◆ What to produce ◆
For the string "state", work out how many lines of the data contain it and give that number with nothing added.

◆ Provided data ◆
--

use plane_game::entities::*;

#[test]
fn entity_clone_and_eq() {
    assert_eq!(Phase::Running, Phase::Running);
    assert_ne!(Phase::NotStarted, Phase::GameOver);
    assert_ne!(InputEvent::MoveLeft, InputEvent::MoveRight);

    let ammo = Ammo::default();
    assert_eq!(ammo.clone(), ammo);
    assert_eq!(ammo.fired, 0);
    assert!(ammo.can_shoot);
    assert_eq!(ammo.reload_deadline_ms, None);
}

// ── Rect::overlaps ────────────────────────────────────────────────────────────

#[test]
fn bullet_inside_obstacle_overlaps() {
    let bullet = Rect::new(100.0, 50.0, 5.0, 10.0);
    let obstacle = Rect::new(95.0, 45.0, 40.0, 40.0);
    assert!(bullet.overlaps(&obstacle));
    assert!(obstacle.overlaps(&bullet));
}

#[test]
fn touching_edges_do_not_overlap() {
    let a = Rect::new(0.0, 0.0, 40.0, 40.0);
    // shares the right edge
    assert!(!a.overlaps(&Rect::new(40.0, 0.0, 40.0, 40.0)));
    // shares the bottom edge
    assert!(!a.overlaps(&Rect::new(0.0, 40.0, 40.0, 40.0)));
    // one pixel of overlap is enough
    assert!(a.overlaps(&Rect::new(39.0, 39.0, 40.0, 40.0)));
}

#[test]
fn separated_rects_do_not_overlap() {
    let a = Rect::new(0.0, 0.0, 10.0, 10.0);
    assert!(!a.overlaps(&Rect::new(50.0, 0.0, 10.0, 10.0)));
    assert!(!a.overlaps(&Rect::new(0.0, 50.0, 10.0, 10.0)));
}

#[test]
fn game_session_clone_is_independent() {
    let original = GameSession {
        player: Player {
            rect: Rect::new(180.0, 550.0, 40.0, 40.0),
            speed: 5.0,
            dx: 0.0,
        },
        obstacles: Vec::new(),
        bullets: Vec::new(),
        score: 0,
        high_score: 0,
        obstacle_speed: 2.0,
        phase: Phase::Running,
        ammo: Ammo::default(),
        frame: 0,
    };
    let mut cloned = original.clone();

    // Mutating the clone must not affect the original
    cloned.player.rect.x = 99.0;
    cloned.score = 999;
    cloned.obstacles.push(Obstacle {
        rect: Rect::new(5.0, 5.0, 40.0, 40.0),
    });

    assert_eq!(original.player.rect.x, 180.0);
    assert_eq!(original.score, 0);
    assert!(original.obstacles.is_empty());
}
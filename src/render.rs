//! Drawing contract between the core and whatever paints the canvas.
//!
//! Coordinates are canvas pixels; the implementation decides how they map
//! to its surface.

use crate::config::GameConfig;
use crate::entities::{GameSession, Phase, Rect};

#[derive(Clone, Copy, Debug, PartialEq, Eq)]
pub enum SpriteKind {
    Player,
    Obstacle,
}

#[derive(Clone, Copy, Debug, PartialEq, Eq)]
pub enum Colour {
    Green,
}

pub const BULLET_COLOUR: Colour = Colour::Green;
pub const GAME_OVER_TEXT: &str = "Game Over";
pub const GAME_OVER_FONT: &str = "40px Arial";

pub trait Renderer {
    fn clear(&mut self) -> std::io::Result<()>;
    fn draw_sprite(&mut self, kind: SpriteKind, rect: &Rect) -> std::io::Result<()>;
    fn draw_rect(&mut self, rect: &Rect, colour: Colour) -> std::io::Result<()>;
    fn draw_text(&mut self, text: &str, x: f32, y: f32, font: &str) -> std::io::Result<()>;
}

/// Paint one frame: background, player, obstacles, bullets.  After the run
/// ends the end-screen text is drawn over the last frame instead.
pub fn draw_frame<R: Renderer + ?Sized>(
    out: &mut R,
    state: &GameSession,
    config: &GameConfig,
) -> std::io::Result<()> {
    if state.phase == Phase::GameOver {
        return draw_game_over(out, config);
    }
    draw_scene(out, state)
}

/// Repaint everything from scratch, end screen included.  For surfaces that
/// lost their contents, e.g. after a resize.
pub fn redraw_frame<R: Renderer + ?Sized>(
    out: &mut R,
    state: &GameSession,
    config: &GameConfig,
) -> std::io::Result<()> {
    draw_scene(out, state)?;
    if state.phase == Phase::GameOver {
        draw_game_over(out, config)?;
    }
    Ok(())
}

fn draw_scene<R: Renderer + ?Sized>(out: &mut R, state: &GameSession) -> std::io::Result<()> {
    out.clear()?;
    out.draw_sprite(SpriteKind::Player, &state.player.rect)?;
    for obstacle in &state.obstacles {
        out.draw_sprite(SpriteKind::Obstacle, &obstacle.rect)?;
    }
    for bullet in &state.bullets {
        out.draw_rect(&bullet.rect, BULLET_COLOUR)?;
    }
    Ok(())
}

fn draw_game_over<R: Renderer + ?Sized>(out: &mut R, config: &GameConfig) -> std::io::Result<()> {
    out.draw_text(
        GAME_OVER_TEXT,
        config.canvas_width / 4.0,
        config.canvas_height / 2.0,
        GAME_OVER_FONT,
    )
}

--

◆ Reply to the task ◆
10